#### EXERCISE DATA
------
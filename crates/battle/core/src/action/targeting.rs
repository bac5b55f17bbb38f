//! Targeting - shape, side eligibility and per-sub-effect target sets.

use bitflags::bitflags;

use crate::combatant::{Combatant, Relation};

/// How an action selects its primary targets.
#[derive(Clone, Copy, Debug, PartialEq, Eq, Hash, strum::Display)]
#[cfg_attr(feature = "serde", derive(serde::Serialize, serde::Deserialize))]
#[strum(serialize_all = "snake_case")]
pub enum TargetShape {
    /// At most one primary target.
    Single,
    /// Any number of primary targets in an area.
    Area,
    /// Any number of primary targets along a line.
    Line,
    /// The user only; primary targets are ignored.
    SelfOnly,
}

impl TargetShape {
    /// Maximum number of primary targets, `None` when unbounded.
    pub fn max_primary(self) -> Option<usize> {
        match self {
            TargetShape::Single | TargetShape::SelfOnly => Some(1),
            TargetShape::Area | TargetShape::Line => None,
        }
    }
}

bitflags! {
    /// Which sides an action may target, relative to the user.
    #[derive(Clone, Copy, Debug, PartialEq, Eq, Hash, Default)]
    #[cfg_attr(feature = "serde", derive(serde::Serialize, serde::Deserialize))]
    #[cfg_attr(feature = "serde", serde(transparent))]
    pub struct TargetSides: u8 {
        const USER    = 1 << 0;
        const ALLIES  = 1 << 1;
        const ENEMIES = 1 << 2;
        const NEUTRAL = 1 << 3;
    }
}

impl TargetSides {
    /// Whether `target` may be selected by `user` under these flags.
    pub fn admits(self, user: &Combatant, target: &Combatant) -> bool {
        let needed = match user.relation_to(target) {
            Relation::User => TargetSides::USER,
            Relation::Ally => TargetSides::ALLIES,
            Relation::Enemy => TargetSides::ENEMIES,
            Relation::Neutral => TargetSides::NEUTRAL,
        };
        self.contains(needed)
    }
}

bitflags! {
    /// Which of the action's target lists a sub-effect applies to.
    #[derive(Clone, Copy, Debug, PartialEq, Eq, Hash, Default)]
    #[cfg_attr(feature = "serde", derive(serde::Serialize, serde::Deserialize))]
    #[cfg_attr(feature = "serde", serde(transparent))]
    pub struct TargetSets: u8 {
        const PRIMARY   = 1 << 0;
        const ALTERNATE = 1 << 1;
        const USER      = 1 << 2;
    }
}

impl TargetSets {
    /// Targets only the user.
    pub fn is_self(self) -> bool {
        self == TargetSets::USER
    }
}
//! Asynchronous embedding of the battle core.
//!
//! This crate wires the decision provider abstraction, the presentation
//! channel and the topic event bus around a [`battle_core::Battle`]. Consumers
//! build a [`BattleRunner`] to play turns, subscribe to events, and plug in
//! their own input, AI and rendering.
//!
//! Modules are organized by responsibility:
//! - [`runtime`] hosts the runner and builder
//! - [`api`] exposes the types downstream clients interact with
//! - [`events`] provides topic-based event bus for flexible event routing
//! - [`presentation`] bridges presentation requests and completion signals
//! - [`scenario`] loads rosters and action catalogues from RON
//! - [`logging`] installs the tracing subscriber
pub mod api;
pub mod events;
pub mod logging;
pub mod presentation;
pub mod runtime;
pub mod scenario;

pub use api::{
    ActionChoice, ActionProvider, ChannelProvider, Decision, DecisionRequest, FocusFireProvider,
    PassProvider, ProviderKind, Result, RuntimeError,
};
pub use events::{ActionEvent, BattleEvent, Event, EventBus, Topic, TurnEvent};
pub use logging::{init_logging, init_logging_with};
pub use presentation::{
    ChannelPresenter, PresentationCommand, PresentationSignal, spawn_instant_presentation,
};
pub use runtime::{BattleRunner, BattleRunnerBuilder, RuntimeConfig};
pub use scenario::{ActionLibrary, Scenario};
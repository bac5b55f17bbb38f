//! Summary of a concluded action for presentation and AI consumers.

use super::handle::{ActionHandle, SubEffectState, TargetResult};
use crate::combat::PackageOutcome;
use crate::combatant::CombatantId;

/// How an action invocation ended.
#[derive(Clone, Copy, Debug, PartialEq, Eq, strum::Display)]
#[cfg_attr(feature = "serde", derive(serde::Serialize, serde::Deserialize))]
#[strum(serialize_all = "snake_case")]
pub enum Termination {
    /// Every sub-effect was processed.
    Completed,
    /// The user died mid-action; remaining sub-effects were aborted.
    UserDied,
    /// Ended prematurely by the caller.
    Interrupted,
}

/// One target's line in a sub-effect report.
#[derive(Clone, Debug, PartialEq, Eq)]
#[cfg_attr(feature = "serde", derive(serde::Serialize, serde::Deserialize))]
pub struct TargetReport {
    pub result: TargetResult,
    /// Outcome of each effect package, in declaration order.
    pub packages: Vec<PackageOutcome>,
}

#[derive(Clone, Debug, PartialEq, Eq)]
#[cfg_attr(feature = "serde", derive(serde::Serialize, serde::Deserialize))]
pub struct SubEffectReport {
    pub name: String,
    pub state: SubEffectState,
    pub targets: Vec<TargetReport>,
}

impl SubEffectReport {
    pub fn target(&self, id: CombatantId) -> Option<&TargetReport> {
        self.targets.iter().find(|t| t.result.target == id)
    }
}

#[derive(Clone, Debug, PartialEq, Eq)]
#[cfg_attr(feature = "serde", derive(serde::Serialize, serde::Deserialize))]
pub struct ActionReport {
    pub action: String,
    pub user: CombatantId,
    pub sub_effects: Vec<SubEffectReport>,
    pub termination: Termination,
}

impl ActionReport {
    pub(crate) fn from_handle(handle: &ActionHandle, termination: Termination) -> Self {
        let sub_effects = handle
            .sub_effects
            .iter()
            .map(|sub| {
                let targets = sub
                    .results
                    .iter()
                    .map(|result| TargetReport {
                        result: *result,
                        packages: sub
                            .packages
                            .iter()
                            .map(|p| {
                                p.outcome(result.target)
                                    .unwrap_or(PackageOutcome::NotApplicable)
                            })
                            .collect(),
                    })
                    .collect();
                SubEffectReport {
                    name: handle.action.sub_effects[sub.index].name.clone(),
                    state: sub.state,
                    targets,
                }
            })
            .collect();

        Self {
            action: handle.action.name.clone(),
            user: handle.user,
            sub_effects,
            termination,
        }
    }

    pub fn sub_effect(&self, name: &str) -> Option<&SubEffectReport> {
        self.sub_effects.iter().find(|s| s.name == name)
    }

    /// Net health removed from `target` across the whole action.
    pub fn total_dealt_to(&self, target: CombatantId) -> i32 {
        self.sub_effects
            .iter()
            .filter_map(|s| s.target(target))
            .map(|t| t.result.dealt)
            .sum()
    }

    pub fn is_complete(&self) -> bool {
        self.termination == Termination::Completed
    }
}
------
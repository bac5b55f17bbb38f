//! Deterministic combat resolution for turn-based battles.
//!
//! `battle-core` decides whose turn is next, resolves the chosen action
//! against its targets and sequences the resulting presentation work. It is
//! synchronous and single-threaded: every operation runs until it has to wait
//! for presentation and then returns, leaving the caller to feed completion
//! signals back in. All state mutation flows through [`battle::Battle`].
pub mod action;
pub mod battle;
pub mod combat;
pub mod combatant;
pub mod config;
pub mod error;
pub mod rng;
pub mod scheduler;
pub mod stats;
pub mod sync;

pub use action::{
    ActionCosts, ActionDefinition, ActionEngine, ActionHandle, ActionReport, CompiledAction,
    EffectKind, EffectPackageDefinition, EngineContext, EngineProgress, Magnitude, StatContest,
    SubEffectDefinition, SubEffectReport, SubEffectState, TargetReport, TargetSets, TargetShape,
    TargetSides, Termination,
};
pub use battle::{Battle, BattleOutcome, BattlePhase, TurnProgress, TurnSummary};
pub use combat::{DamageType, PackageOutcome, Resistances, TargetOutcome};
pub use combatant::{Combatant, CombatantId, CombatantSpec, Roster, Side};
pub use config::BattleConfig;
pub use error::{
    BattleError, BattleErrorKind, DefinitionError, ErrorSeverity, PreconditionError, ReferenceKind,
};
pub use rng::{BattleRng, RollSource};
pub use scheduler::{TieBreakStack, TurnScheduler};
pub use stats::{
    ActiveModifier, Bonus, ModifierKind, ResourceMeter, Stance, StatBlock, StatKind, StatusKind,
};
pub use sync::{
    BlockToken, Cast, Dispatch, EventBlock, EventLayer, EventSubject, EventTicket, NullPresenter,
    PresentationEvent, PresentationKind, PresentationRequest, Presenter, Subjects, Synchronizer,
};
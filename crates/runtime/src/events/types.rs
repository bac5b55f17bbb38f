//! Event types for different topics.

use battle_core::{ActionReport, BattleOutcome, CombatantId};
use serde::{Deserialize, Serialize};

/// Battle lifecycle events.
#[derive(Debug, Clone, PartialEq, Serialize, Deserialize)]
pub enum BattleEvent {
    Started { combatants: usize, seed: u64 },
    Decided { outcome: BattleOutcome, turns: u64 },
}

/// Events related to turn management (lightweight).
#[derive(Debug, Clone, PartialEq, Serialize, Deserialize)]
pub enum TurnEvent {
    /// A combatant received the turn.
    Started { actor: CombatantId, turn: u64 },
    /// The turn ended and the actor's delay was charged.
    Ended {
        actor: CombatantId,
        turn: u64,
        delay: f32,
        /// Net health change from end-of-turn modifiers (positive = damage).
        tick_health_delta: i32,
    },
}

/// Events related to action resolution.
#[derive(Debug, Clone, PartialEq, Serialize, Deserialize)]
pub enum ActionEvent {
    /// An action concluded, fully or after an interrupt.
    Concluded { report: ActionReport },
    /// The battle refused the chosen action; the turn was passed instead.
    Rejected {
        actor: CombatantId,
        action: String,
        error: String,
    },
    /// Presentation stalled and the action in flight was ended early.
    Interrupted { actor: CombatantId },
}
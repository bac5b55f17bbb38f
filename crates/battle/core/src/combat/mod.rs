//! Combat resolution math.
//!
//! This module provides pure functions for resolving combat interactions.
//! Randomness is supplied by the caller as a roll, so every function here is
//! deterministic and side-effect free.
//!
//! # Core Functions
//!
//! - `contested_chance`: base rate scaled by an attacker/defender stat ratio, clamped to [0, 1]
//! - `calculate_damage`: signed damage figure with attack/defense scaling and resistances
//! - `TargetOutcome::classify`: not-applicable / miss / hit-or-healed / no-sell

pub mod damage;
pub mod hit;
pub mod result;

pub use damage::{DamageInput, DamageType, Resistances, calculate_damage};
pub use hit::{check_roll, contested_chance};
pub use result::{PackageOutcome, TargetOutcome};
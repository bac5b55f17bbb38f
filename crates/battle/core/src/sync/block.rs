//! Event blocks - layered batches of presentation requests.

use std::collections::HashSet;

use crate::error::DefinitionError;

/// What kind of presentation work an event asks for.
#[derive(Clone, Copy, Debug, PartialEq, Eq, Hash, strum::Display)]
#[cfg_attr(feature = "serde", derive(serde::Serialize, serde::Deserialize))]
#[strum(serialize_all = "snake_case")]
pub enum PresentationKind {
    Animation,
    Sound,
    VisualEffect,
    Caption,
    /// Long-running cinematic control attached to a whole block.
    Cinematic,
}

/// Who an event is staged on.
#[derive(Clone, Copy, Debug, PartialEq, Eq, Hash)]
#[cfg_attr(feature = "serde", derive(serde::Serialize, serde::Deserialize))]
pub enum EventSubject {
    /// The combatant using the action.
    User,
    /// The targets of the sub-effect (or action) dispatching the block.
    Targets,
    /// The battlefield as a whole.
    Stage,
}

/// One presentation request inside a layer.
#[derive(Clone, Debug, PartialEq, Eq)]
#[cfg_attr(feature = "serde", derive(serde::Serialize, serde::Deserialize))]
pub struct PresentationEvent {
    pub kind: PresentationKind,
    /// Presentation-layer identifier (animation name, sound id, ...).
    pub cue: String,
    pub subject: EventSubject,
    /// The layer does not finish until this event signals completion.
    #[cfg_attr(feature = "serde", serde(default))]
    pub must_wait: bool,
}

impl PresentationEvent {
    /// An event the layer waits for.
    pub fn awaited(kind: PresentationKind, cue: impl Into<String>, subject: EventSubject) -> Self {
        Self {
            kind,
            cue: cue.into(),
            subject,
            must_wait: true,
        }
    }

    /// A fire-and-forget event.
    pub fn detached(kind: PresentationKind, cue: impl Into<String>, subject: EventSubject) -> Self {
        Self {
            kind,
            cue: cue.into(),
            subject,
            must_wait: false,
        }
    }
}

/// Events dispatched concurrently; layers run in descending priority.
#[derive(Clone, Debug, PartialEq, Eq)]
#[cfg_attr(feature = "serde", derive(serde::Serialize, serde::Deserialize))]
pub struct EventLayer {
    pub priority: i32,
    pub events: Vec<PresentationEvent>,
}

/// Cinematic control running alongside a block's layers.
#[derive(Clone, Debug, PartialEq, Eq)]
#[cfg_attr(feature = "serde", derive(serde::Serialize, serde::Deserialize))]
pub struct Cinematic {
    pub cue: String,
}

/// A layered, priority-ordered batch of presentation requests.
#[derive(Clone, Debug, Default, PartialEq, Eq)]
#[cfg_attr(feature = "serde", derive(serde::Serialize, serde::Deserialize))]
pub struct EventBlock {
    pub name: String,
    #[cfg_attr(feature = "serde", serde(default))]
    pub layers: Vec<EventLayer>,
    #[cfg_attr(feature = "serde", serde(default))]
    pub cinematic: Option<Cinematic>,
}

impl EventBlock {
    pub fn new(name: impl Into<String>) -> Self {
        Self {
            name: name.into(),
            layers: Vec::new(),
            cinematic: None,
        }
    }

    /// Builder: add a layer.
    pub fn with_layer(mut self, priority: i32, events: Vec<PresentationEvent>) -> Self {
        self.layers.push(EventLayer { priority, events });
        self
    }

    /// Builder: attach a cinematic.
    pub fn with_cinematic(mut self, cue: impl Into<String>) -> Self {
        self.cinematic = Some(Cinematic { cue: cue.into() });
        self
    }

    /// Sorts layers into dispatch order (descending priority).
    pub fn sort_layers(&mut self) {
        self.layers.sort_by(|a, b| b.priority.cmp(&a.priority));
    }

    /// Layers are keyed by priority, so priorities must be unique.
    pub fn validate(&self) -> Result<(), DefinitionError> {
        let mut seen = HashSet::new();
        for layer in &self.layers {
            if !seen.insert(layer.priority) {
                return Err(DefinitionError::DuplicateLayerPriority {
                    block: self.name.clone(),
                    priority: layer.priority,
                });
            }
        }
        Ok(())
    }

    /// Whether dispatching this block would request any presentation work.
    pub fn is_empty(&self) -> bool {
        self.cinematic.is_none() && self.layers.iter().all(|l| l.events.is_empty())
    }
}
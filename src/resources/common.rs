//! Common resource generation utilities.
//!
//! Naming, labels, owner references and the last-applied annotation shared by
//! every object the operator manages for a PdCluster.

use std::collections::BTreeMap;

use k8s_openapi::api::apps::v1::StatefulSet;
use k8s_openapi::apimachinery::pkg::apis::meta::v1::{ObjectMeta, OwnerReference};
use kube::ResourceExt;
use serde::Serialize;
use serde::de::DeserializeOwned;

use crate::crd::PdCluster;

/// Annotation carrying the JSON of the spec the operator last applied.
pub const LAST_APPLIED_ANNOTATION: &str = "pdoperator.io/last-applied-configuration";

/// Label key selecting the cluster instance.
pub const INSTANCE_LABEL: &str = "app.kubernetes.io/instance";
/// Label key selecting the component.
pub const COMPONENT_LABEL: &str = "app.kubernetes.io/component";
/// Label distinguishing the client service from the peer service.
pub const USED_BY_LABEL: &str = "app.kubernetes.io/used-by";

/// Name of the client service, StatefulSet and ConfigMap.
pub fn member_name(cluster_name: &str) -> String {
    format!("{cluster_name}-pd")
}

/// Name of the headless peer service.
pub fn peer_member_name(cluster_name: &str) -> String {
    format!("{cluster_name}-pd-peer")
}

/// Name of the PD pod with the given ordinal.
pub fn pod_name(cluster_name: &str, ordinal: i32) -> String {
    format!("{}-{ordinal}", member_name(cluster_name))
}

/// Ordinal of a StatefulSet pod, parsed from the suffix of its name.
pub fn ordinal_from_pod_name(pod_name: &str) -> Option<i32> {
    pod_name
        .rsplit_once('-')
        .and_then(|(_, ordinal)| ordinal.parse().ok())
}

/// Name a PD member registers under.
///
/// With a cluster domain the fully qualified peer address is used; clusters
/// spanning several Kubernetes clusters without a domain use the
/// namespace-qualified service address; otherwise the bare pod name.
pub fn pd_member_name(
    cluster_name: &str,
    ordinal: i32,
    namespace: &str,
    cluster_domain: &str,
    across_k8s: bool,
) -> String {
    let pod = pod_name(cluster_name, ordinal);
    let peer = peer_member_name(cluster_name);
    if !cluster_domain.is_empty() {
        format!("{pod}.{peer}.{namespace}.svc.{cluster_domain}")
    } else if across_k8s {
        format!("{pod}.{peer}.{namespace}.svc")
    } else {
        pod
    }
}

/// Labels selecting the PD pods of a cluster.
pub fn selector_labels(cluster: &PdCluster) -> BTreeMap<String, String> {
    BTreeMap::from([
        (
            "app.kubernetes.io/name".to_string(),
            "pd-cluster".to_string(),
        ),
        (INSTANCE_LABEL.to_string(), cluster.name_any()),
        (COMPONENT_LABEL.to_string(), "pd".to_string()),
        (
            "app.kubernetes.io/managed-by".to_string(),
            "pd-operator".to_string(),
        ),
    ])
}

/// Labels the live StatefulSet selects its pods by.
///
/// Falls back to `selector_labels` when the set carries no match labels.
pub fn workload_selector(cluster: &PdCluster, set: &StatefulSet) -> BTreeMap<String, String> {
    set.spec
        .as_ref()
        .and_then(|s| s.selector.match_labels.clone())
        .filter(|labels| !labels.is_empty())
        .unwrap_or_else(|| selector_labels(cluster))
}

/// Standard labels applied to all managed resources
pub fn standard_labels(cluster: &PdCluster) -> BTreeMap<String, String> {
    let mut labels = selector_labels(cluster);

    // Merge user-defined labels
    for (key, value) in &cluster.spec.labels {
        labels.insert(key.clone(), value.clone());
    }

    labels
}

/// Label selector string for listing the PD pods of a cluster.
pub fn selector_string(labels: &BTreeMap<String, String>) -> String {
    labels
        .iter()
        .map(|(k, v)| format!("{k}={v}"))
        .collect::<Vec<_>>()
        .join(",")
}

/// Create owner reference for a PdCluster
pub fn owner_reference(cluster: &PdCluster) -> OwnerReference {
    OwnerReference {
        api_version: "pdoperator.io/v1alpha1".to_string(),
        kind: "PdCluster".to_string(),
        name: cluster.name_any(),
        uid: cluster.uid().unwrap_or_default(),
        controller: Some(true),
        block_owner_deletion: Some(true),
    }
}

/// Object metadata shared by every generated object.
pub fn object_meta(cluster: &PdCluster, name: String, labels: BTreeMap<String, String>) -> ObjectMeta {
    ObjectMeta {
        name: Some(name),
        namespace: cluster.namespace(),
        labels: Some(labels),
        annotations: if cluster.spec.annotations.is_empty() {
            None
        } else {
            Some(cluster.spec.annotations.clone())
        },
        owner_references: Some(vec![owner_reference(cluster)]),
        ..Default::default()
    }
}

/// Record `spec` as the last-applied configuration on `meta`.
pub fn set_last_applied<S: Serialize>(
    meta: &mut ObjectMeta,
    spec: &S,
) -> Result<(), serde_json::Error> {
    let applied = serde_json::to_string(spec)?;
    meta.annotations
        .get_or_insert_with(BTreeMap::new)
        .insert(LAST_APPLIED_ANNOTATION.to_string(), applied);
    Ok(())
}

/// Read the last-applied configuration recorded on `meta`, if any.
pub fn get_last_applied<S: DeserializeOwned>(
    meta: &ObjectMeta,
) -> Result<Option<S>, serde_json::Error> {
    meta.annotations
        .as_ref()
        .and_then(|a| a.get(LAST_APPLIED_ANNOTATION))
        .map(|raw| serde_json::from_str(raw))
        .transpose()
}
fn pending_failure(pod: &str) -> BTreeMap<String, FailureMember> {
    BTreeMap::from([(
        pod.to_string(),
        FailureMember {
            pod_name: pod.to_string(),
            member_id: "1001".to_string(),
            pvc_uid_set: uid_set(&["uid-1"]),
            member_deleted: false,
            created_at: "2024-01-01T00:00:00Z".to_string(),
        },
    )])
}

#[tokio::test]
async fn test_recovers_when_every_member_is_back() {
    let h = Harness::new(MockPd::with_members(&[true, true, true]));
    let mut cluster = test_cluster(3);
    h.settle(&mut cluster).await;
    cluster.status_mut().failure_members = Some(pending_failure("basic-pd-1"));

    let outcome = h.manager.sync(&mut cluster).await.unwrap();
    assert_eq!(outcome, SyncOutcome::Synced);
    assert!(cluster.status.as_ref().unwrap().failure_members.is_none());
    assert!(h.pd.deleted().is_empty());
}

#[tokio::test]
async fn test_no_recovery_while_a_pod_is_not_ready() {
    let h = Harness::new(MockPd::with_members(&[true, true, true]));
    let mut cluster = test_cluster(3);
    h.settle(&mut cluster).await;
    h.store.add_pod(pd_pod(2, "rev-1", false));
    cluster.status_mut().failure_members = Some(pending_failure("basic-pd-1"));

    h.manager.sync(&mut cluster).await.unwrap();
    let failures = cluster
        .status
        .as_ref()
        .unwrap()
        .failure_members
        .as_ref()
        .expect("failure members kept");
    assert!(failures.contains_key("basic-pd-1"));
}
------
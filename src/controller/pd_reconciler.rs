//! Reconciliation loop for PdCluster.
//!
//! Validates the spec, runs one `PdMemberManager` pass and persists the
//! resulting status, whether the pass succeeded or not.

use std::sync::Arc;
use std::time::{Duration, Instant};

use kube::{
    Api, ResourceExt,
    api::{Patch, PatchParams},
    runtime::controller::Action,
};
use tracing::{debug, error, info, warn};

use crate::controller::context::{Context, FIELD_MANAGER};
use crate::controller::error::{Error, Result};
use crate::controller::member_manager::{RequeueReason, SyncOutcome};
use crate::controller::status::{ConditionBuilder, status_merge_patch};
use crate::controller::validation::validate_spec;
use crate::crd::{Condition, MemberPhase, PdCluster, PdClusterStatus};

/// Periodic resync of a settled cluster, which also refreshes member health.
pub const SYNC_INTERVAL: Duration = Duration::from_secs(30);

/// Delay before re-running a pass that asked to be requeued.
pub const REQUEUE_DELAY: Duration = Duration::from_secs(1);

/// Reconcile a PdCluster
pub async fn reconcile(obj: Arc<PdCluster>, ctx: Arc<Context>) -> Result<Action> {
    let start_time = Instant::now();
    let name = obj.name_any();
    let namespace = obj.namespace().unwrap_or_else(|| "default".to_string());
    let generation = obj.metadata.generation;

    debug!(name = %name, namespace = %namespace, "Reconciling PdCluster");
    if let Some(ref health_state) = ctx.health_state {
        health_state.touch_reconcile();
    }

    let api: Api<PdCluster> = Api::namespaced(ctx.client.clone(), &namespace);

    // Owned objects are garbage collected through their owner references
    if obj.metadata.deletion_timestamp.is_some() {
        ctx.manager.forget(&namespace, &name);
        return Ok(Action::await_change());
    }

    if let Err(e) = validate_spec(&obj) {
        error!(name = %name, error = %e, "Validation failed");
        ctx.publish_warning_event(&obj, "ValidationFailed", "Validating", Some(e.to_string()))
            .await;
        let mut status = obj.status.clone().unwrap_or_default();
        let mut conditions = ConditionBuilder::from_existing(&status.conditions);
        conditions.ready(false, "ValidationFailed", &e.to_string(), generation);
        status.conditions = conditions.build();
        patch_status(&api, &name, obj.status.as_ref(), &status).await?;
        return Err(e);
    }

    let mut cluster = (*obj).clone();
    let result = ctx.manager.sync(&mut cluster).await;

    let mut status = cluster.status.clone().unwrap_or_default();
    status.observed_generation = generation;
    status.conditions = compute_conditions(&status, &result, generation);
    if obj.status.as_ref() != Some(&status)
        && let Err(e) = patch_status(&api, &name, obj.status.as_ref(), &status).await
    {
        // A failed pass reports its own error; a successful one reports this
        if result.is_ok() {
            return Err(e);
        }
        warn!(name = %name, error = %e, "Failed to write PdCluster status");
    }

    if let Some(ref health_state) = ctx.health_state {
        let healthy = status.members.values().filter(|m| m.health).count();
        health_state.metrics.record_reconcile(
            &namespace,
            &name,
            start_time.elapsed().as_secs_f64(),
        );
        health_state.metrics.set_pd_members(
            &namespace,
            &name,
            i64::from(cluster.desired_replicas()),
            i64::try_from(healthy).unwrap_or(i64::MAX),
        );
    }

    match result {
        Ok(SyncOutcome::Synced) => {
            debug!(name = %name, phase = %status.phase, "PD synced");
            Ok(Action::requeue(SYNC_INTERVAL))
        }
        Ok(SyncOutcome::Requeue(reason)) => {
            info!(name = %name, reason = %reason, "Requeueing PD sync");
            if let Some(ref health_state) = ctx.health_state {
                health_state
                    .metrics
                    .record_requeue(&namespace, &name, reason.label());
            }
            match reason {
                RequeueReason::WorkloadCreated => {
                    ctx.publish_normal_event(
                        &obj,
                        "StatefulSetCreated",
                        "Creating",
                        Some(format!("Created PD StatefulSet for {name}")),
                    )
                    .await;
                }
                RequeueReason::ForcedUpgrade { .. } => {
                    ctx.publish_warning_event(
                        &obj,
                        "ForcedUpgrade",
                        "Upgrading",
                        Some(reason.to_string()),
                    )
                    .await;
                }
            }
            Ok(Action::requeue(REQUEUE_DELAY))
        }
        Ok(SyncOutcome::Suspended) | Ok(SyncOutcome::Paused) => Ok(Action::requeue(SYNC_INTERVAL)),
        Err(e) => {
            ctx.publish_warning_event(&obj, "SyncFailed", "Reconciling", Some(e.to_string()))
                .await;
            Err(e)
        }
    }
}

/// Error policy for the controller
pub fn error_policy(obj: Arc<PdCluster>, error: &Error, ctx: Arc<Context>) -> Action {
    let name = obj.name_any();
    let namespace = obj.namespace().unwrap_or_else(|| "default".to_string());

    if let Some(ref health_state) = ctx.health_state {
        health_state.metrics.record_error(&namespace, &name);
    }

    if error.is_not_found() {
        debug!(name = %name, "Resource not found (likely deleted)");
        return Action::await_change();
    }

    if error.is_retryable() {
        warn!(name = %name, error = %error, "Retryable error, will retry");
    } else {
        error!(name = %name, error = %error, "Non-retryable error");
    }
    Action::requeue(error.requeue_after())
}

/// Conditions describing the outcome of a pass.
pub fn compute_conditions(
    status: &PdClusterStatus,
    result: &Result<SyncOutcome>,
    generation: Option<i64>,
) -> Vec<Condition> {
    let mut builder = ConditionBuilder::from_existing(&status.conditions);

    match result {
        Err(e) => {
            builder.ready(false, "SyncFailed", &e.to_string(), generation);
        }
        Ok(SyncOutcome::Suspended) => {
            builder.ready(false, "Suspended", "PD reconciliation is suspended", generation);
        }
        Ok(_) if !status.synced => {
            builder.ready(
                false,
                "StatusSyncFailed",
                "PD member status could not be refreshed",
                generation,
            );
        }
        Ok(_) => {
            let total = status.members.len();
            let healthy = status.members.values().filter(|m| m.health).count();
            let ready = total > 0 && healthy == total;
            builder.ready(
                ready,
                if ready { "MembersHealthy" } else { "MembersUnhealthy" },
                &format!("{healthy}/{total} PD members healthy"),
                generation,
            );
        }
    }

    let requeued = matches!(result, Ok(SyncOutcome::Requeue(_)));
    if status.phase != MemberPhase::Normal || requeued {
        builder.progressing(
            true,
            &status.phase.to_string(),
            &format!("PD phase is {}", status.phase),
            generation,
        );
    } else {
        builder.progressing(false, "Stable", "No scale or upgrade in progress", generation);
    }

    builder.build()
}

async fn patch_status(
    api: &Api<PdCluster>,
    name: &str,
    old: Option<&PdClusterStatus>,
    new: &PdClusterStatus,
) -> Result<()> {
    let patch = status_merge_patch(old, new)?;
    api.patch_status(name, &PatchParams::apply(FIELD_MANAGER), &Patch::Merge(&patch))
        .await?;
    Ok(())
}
------
#### TASK BRIEF
Set down, exactly as they appear above, all lines from the one that has "filename crates/battle/core/src/action/targeting.rs" down to the one that has "targets are ignored.", including those two and no others.

#### ANSWER TO THIS TASK
filename crates/battle/core/src/action/targeting.rs
repository bac5b55f17bbb38f
//! Targeting - shape, side eligibility and per-sub-effect target sets.

use bitflags::bitflags;

use crate::combatant::{Combatant, Relation};

/// How an action selects its primary targets.
#[derive(Clone, Copy, Debug, PartialEq, Eq, Hash, strum::Display)]
#[cfg_attr(feature = "serde", derive(serde::Serialize, serde::Deserialize))]
#[strum(serialize_all = "snake_case")]
pub enum TargetShape {
    /// At most one primary target.
    Single,
    /// Any number of primary targets in an area.
    Area,
    /// Any number of primary targets along a line.
    Line,
    /// The user only; primary targets are ignored.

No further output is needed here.